- _Directions_: Please find every line below that includes "BTreeMap" and report how many there are. Nothing else is needed.

- _Material for the task_:
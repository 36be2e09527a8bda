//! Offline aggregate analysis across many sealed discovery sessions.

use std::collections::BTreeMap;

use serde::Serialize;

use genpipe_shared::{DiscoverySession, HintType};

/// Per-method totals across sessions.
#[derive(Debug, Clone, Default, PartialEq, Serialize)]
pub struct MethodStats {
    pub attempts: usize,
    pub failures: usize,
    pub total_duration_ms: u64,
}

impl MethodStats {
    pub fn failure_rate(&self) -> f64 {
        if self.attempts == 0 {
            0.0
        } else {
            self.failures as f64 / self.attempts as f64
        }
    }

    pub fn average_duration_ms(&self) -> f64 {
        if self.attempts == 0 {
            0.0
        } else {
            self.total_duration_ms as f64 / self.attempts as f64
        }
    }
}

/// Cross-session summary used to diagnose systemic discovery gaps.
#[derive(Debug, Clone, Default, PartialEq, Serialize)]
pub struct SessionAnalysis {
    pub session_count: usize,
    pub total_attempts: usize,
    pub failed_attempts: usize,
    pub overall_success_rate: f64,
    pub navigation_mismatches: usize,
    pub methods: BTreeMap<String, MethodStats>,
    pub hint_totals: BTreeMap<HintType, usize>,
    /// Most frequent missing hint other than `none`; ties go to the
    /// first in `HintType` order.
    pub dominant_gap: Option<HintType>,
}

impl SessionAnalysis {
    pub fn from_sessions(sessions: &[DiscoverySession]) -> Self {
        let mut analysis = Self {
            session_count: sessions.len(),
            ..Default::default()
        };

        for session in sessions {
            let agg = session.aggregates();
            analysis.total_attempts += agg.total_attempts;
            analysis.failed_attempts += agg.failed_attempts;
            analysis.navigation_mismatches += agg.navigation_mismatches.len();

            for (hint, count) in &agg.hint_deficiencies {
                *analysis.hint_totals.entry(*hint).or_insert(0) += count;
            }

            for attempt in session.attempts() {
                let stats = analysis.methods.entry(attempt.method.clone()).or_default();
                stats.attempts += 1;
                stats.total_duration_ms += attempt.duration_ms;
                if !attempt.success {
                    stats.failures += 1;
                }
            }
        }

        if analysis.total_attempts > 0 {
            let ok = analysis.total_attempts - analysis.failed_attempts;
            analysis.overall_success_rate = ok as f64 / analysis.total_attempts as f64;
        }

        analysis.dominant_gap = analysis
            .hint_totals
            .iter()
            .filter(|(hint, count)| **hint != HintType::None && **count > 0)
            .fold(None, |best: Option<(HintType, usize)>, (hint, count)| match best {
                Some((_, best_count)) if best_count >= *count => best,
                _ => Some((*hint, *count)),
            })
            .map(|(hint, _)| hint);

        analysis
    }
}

- _Result_: 3